In addition, the model that performed best at categorizing novel images of colon tissue from Dataset B (ResNet50 using 200 training images, accuracy 98%) was not as successful at classifying H and E-stained images of other tissue types (prostate and breast tissue datasets). Specifically, our best performing colon histology model was also used to distinguish benign breast and prostate images from breast and prostate carcinoma (from our separate prostate and breast external test datasets), which were shown to be unsuccessful (compared to colon test sets) with accuracies of 52% and 54% when tested on our prostate and breast test sets, respectively. This further supported the specificity of our models, and the validity of their respective external validation test set results on Dataset B.
DISCUSSION
In this study, surprisingly, we were able to show how partially overlapping images from a limited number of slides (5 carcinomas and 5 normal colons) may generate generalizable models for simple tasks. In addition, we found that the size of the training set had a profound impact on the ability of models to accurately generalize. Seemingly paradoxically, larger training sets resulted in worse accuracy for the classification of novel (external validation) test images.

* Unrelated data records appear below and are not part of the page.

//! Configuration types for the simulator.
//!
//! Every struct deserializes from JSON with per-field defaults so scenario
//! files only need to spell out what they change.

use std::fs;
use std::path::Path;

use serde::{Deserialize, Serialize};

use crate::agents::ExchangeConfig;

#[derive(Debug, Clone, Serialize, Deserialize)]
pub struct KernelConfig {
    /// Simulated advance per wall-clock tick, in milliseconds.
    #[serde(default = "default_tick_ms")]
    pub tick_ms: u64,
}

fn default_tick_ms() -> u64 {
    200
}

impl Default for KernelConfig {
    fn default() -> Self {
        Self {
            tick_ms: default_tick_ms(),
        }
    }
}

impl KernelConfig {
    pub fn tick_ns(&self) -> u64 {
        self.tick_ms * 1_000_000
    }
}

/// Two-stage RPC latency model parameters.
#[derive(Debug, Clone, Serialize, Deserialize)]
pub struct RpcLatencyConfig {
    /// Agent-to-exchange network delay, milliseconds.
    #[serde(default = "default_rpc_up_ms")]
    pub rpc_up_ms: u64,
    /// Exchange-to-agent network delay, milliseconds.
    #[serde(default = "default_rpc_down_ms")]
    pub rpc_down_ms: u64,
    /// In-exchange processing delay, milliseconds.
    #[serde(default = "default_compute_ms")]
    pub compute_ms: u64,
    /// Symmetric uniform jitter on the downlink, milliseconds.
    #[serde(default)]
    pub down_jitter_ms: u64,
    /// Seed for the jitter PRNG.
    #[serde(default = "default_latency_seed")]
    pub seed: u64,
}

fn default_rpc_up_ms() -> u64 {
    200
}

fn default_rpc_down_ms() -> u64 {
    200
}

fn default_compute_ms() -> u64 {
    300
}

fn default_latency_seed() -> u64 {
    1
}

impl Default for RpcLatencyConfig {
    fn default() -> Self {
        Self {
            rpc_up_ms: default_rpc_up_ms(),
            rpc_down_ms: default_rpc_down_ms(),
            compute_ms: default_compute_ms(),
            down_jitter_ms: 0,
            seed: default_latency_seed(),
        }
    }
}

/// Top-level scenario configuration.
#[derive(Debug, Clone, Serialize, Deserialize)]
pub struct ScenarioConfig {
    #[serde(default)]
    pub kernel: KernelConfig,
    /// Absent means zero latency everywhere.
    #[serde(default)]
    pub latency: Option<RpcLatencyConfig>,
    #[serde(default)]
    pub exchange: ExchangeConfig,
    /// Seed from which per-agent PRNG seeds are derived.
    #[serde(default)]
    pub seed: u64,
    #[serde(default = "default_noise_traders")]
    pub noise_traders: u32,
    /// Directory for CSV sinks; absent disables them.
    #[serde(default)]
    pub logs_dir: Option<String>,
    /// HTTP gateway port; absent disables the gateway.
    #[serde(default)]
    pub api_port: Option<u16>,
    /// WebSocket event feed port; absent disables it.
    #[serde(default)]
    pub ws_port: Option<u16>,
    /// Run wall-paced instead of as fast as possible.
    #[serde(default)]
    pub realtime: bool,
    #[serde(default = "default_max_ticks")]
    pub max_ticks: usize,
}

fn default_noise_traders() -> u32 {
    4
}

fn default_max_ticks() -> usize {
    600
}

impl Default for ScenarioConfig {
    fn default() -> Self {
        Self {
            kernel: KernelConfig::default(),
            latency: None,
            exchange: ExchangeConfig::default(),
            seed: 0,
            noise_traders: default_noise_traders(),
            logs_dir: None,
            api_port: None,
            ws_port: None,
            realtime: false,
            max_ticks: default_max_ticks(),
        }
    }
}

impl ScenarioConfig {
    pub fn load<P: AsRef<Path>>(path: P) -> std::io::Result<Self> {
        let content = fs::read_to_string(path)?;
        serde_json::from_str(&content).map_err(std::io::Error::other)
    }
}

#[cfg(test)]
mod tests {
    use super::*;

    #[test]
    fn kernel_defaults() {
        let cfg: KernelConfig = serde_json::from_str("{}").unwrap();
        assert_eq!(cfg.tick_ms, 200);
        assert_eq!(cfg.tick_ns(), 200_000_000);
    }

    #[test]
    fn rpc_latency_defaults() {
        let cfg: RpcLatencyConfig = serde_json::from_str("{}").unwrap();
        assert_eq!(cfg.rpc_up_ms, 200);
        assert_eq!(cfg.rpc_down_ms, 200);
        assert_eq!(cfg.compute_ms, 300);
        assert_eq!(cfg.down_jitter_ms, 0);
    }

    #[test]
    fn scenario_overrides_merge_with_defaults() {
        let cfg: ScenarioConfig = serde_json::from_str(
            r#"{"kernel": {"tick_ms": 50}, "exchange": {"symbol": "XYZ"}, "noise_traders": 2}"#,
        )
        .unwrap();
        assert_eq!(cfg.kernel.tick_ms, 50);
        assert_eq!(cfg.exchange.symbol, "XYZ");
        assert_eq!(cfg.exchange.md_depth, 10);
        assert_eq!(cfg.noise_traders, 2);
        assert!(cfg.latency.is_none());
    }
}
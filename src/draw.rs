use embedded_graphics_core::draw_target::DrawTarget;
use embedded_graphics_core::pixelcolor::Rgb565;
use embedded_graphics_core::prelude::Point;
use embedded_graphics_core::Pixel;
use nalgebra::Point2;

use crate::DrawPrimitive;

/// Depth values written by the renderer span `0..=DEPTH_MAX` (near to far).
pub const DEPTH_MAX: u32 = 1 << 24;

/// Per-pixel depth for a `width` x `height` viewport anchored at the
/// target's top-left corner. Smaller is closer.
#[derive(Debug, Clone)]
pub struct ZBuffer {
    width: usize,
    height: usize,
    depth: Vec<u32>,
}

impl ZBuffer {
    pub fn new(width: u32, height: u32) -> Self {
        let (width, height) = (width as usize, height as usize);
        Self {
            width,
            height,
            depth: vec![u32::MAX; width * height],
        }
    }

    /// Change dimensions. Contents are reset.
    pub fn resize(&mut self, width: u32, height: u32) {
        self.width = width as usize;
        self.height = height as usize;
        self.depth.clear();
        self.depth.resize(self.width * self.height, u32::MAX);
    }

    pub fn clear(&mut self) {
        self.depth.fill(u32::MAX);
    }

    pub fn width(&self) -> usize {
        self.width
    }

    pub fn height(&self) -> usize {
        self.height
    }

    pub fn get(&self, x: i32, y: i32) -> Option<u32> {
        self.index(x, y).map(|i| self.depth[i])
    }

    #[inline]
    fn index(&self, x: i32, y: i32) -> Option<usize> {
        if x < 0 || y < 0 || x as usize >= self.width || y as usize >= self.height {
            return None;
        }
        Some(y as usize * self.width + x as usize)
    }

    /// Store `z` at `(x, y)` if it is closer than what is there. Pixels
    /// outside the viewport always fail.
    #[inline]
    fn test_and_set(&mut self, x: i32, y: i32, z: u32) -> bool {
        match self.index(x, y) {
            Some(i) if z < self.depth[i] => {
                self.depth[i] = z;
                true
            }
            _ => false,
        }
    }
}

/// Rasterize one primitive, depth-testing lines and triangles against `zbuffer`.
pub fn draw<D>(primitive: DrawPrimitive, fb: &mut D, zbuffer: &mut ZBuffer) -> Result<(), D::Error>
where
    D: DrawTarget<Color = Rgb565>,
{
    match primitive {
        DrawPrimitive::ColoredPoint(p, color) => {
            if zbuffer.index(p.x, p.y).is_some() {
                fb.draw_iter([Pixel(Point::new(p.x, p.y), color)])?;
            }
            Ok(())
        }
        DrawPrimitive::Line { points, depths, color } => draw_line(points, depths, color, fb, zbuffer),
        DrawPrimitive::Triangle { points, depths, color } => {
            fill_triangle(points, depths, color, fb, zbuffer)
        }
    }
}

fn draw_line<D>(
    [p1, p2]: [Point2<i32>; 2],
    [z1, z2]: [u32; 2],
    color: Rgb565,
    fb: &mut D,
    zbuffer: &mut ZBuffer,
) -> Result<(), D::Error>
where
    D: DrawTarget<Color = Rgb565>,
{
    let steps = (p2.x - p1.x).abs().max((p2.y - p1.y).abs()).max(1) as i64;
    let pixels = line_drawing::Bresenham::new((p1.x, p1.y), (p2.x, p2.y))
        .enumerate()
        .filter_map(|(i, (x, y))| {
            let z = lerp_depth(z1, z2, i as i64, steps);
            zbuffer
                .test_and_set(x, y, z)
                .then(|| Pixel(Point::new(x, y), color))
        });
    fb.draw_iter(pixels)
}

/// Flat-colored triangle: sorted by y, split at the middle vertex into a
/// flat-bottom and a flat-top half, each filled one scanline at a time.
fn fill_triangle<D>(
    mut points: [Point2<i32>; 3],
    mut depths: [u32; 3],
    color: Rgb565,
    fb: &mut D,
    zbuffer: &mut ZBuffer,
) -> Result<(), D::Error>
where
    D: DrawTarget<Color = Rgb565>,
{
    if points[0].y > points[1].y {
        points.swap(0, 1);
        depths.swap(0, 1);
    }
    if points[0].y > points[2].y {
        points.swap(0, 2);
        depths.swap(0, 2);
    }
    if points[1].y > points[2].y {
        points.swap(1, 2);
        depths.swap(1, 2);
    }
    let [p1, p2, p3] = points;
    let [z1, z2, z3] = depths;

    if p1.y == p3.y {
        // Degenerate: a single horizontal run.
        let (lo, hi) = (p1.x.min(p2.x).min(p3.x), p1.x.max(p2.x).max(p3.x));
        return draw_scanline(lo, hi, p1.y, z1.min(z2).min(z3), z1.min(z2).min(z3), color, fb, zbuffer);
    }

    let y_start = p1.y.max(0);
    let y_end = p3.y.min(zbuffer.height as i32 - 1);

    for y in y_start..=y_end {
        // Long edge p1 -> p3 against the short edge on this half.
        let xa = edge(p1.x as i64, p3.x as i64, (y - p1.y) as i64, (p3.y - p1.y) as i64);
        let za = lerp_depth(z1, z3, (y - p1.y) as i64, (p3.y - p1.y) as i64);

        let (xb, zb) = if y < p2.y || p2.y == p3.y {
            let span = (p2.y - p1.y).max(1) as i64;
            (
                edge(p1.x as i64, p2.x as i64, (y - p1.y) as i64, span),
                lerp_depth(z1, z2, (y - p1.y) as i64, span),
            )
        } else {
            let span = (p3.y - p2.y).max(1) as i64;
            (
                edge(p2.x as i64, p3.x as i64, (y - p2.y) as i64, span),
                lerp_depth(z2, z3, (y - p2.y) as i64, span),
            )
        };

        if xa <= xb {
            draw_scanline(xa, xb, y, za, zb, color, fb, zbuffer)?;
        } else {
            draw_scanline(xb, xa, y, zb, za, color, fb, zbuffer)?;
        }
    }
    Ok(())
}

#[allow(clippy::too_many_arguments)]
fn draw_scanline<D>(
    x1: i32,
    x2: i32,
    y: i32,
    z1: u32,
    z2: u32,
    color: Rgb565,
    fb: &mut D,
    zbuffer: &mut ZBuffer,
) -> Result<(), D::Error>
where
    D: DrawTarget<Color = Rgb565>,
{
    let span = (x2 - x1).max(1) as i64;
    let start = x1.max(0);
    let end = x2.min(zbuffer.width as i32 - 1);
    if start > end {
        return Ok(());
    }

    let pixels = (start..=end).filter_map(|x| {
        let z = lerp_depth(z1, z2, (x - x1) as i64, span);
        zbuffer
            .test_and_set(x, y, z)
            .then(|| Pixel(Point::new(x, y), color))
    });
    fb.draw_iter(pixels)
}

#[inline]
fn edge(a: i64, b: i64, num: i64, den: i64) -> i32 {
    (a + (b - a) * num / den) as i32
}

#[inline]
fn lerp_depth(z1: u32, z2: u32, num: i64, den: i64) -> u32 {
    (z1 as i64 + (z2 as i64 - z1 as i64) * num / den).clamp(0, u32::MAX as i64) as u32
}

#[cfg(test)]
mod tests {
    use super::*;
    use embedded_graphics_core::pixelcolor::{RgbColor, WebColors};
    use embedded_graphics_core::prelude::*;

    // Mock framebuffer for testing
    struct MockFramebuffer {
        pixels: Vec<(i32, i32, Rgb565)>,
    }

    impl MockFramebuffer {
        fn new() -> Self {
            Self { pixels: Vec::new() }
        }

        fn contains_pixel(&self, x: i32, y: i32) -> bool {
            self.pixels.iter().any(|(px, py, _)| *px == x && *py == y)
        }

        fn last_color_at(&self, x: i32, y: i32) -> Option<Rgb565> {
            self.pixels
                .iter()
                .rev()
                .find(|(px, py, _)| *px == x && *py == y)
                .map(|(_, _, c)| *c)
        }

        fn pixel_count(&self) -> usize {
            self.pixels.len()
        }
    }

    impl DrawTarget for MockFramebuffer {
        type Color = Rgb565;
        type Error = core::convert::Infallible;

        fn draw_iter<I>(&mut self, pixels: I) -> Result<(), Self::Error>
        where
            I: IntoIterator<Item = Pixel<Self::Color>>,
        {
            for pixel in pixels {
                self.pixels.push((pixel.0.x, pixel.0.y, pixel.1));
            }
            Ok(())
        }
    }

    impl OriginDimensions for MockFramebuffer {
        fn size(&self) -> Size {
            Size::new(640, 480)
        }
    }

    fn triangle(points: [(i32, i32); 3], depth: u32, color: Rgb565) -> DrawPrimitive {
        DrawPrimitive::Triangle {
            points: points.map(|(x, y)| Point2::new(x, y)),
            depths: [depth; 3],
            color,
        }
    }

    #[test]
    fn test_draw_point() {
        let mut fb = MockFramebuffer::new();
        let mut zb = ZBuffer::new(640, 480);

        draw(DrawPrimitive::ColoredPoint(Point2::new(10, 20), Rgb565::CSS_RED), &mut fb, &mut zb).unwrap();
        draw(DrawPrimitive::ColoredPoint(Point2::new(-1, 20), Rgb565::CSS_RED), &mut fb, &mut zb).unwrap();

        assert_eq!(fb.pixel_count(), 1);
        assert!(fb.contains_pixel(10, 20));
    }

    #[test]
    fn test_draw_line_horizontal() {
        let mut fb = MockFramebuffer::new();
        let mut zb = ZBuffer::new(640, 480);
        let line = DrawPrimitive::Line {
            points: [Point2::new(10, 20), Point2::new(20, 20)],
            depths: [100, 100],
            color: Rgb565::CSS_GREEN,
        };

        draw(line, &mut fb, &mut zb).unwrap();

        assert_eq!(fb.pixel_count(), 11);
        assert!(fb.contains_pixel(10, 20));
        assert!(fb.contains_pixel(20, 20));
        assert_eq!(zb.get(15, 20), Some(100));
    }

    #[test]
    fn test_draw_line_diagonal_clipped() {
        let mut fb = MockFramebuffer::new();
        let mut zb = ZBuffer::new(640, 480);
        let line = DrawPrimitive::Line {
            points: [Point2::new(-5, -5), Point2::new(10, 10)],
            depths: [0, 0],
            color: Rgb565::CSS_WHITE,
        };

        draw(line, &mut fb, &mut zb).unwrap();

        assert_eq!(fb.pixel_count(), 11);
        assert!(fb.contains_pixel(0, 0));
        assert!(fb.contains_pixel(10, 10));
    }

    #[test]
    fn test_draw_triangle_flat_bottom() {
        let mut fb = MockFramebuffer::new();
        let mut zb = ZBuffer::new(640, 480);

        draw(triangle([(50, 10), (30, 30), (70, 30)], 10, Rgb565::CSS_YELLOW), &mut fb, &mut zb).unwrap();

        assert!(fb.pixel_count() > 20);
        assert!(fb.contains_pixel(50, 10));
        assert!(fb.contains_pixel(50, 20));
        assert!(!fb.contains_pixel(31, 11));
    }

    #[test]
    fn test_draw_triangle_flat_top() {
        let mut fb = MockFramebuffer::new();
        let mut zb = ZBuffer::new(640, 480);

        draw(triangle([(30, 10), (70, 10), (50, 30)], 10, Rgb565::CSS_CYAN), &mut fb, &mut zb).unwrap();

        assert!(fb.pixel_count() > 20);
        assert!(fb.contains_pixel(50, 30));
        assert!(fb.contains_pixel(30, 10));
    }

    #[test]
    fn test_triangle_vertex_sorting() {
        let mut fb = MockFramebuffer::new();
        let mut zb = ZBuffer::new(640, 480);

        draw(triangle([(50, 30), (30, 10), (70, 20)], 10, Rgb565::WHITE), &mut fb, &mut zb).unwrap();

        assert!(fb.pixel_count() > 10);
        assert!(fb.contains_pixel(50, 20));
    }

    #[test]
    fn test_triangle_clamped_to_viewport() {
        let mut fb = MockFramebuffer::new();
        let mut zb = ZBuffer::new(32, 16);

        draw(triangle([(-1000, -1000), (5000, 0), (0, 4000)], 10, Rgb565::WHITE), &mut fb, &mut zb).unwrap();

        assert!(fb.pixels.iter().all(|(x, y, _)| (0..32).contains(x) && (0..16).contains(y)));
        assert!(fb.contains_pixel(0, 0));
    }

    #[test]
    fn test_zbuffer_keeps_nearest() {
        let mut fb = MockFramebuffer::new();
        let mut zb = ZBuffer::new(640, 480);

        draw(triangle([(0, 0), (40, 0), (0, 40)], 50, Rgb565::CSS_RED), &mut fb, &mut zb).unwrap();
        draw(triangle([(0, 0), (40, 0), (0, 40)], 80, Rgb565::CSS_BLUE), &mut fb, &mut zb).unwrap();
        assert_eq!(fb.last_color_at(5, 5), Some(Rgb565::CSS_RED));

        draw(triangle([(0, 0), (40, 0), (0, 40)], 20, Rgb565::CSS_LIME), &mut fb, &mut zb).unwrap();
        assert_eq!(fb.last_color_at(5, 5), Some(Rgb565::CSS_LIME));
    }

    #[test]
    fn test_zbuffer_resize_resets() {
        let mut zb = ZBuffer::new(4, 4);
        assert!(zb.test_and_set(1, 1, 5));
        zb.resize(8, 2);
        assert_eq!((zb.width(), zb.height()), (8, 2));
        assert_eq!(zb.get(1, 1), Some(u32::MAX));
        assert_eq!(zb.get(1, 3), None);
    }
}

We propose that overfitting is occurring when using the larger number of training images, as even CNNs are not immune to this effect.[15,16] In essence, the models become better and better at classifying the internal validation images at the expense of incorrectly classifying the external novel images.
Further, to assess the specificity of each CNN to classify colonic histopathology, images from benign breast and prostate, and images from breast and prostate carcinoma,[7] were also tested on our best-performing colon ML models which supported their specificity and generalizability. These external images from the prostate and breast were similary collcected and assessed as the colonic images that were used in this study. Our best performing model performed extremely well on the colonic dataset (Dataset B) while performing abysmally when attempting to classify prostate and breast tissue test sets, with accuracies of 54% and 52%, respectively. Taken together, excellent performance on novel colon histology images (external validation test set, Dataset B) and poor performance on other tissue types suggest that the models are functioning based on true differentiating characteristics and not based on an idiosyncratic finding in the training set.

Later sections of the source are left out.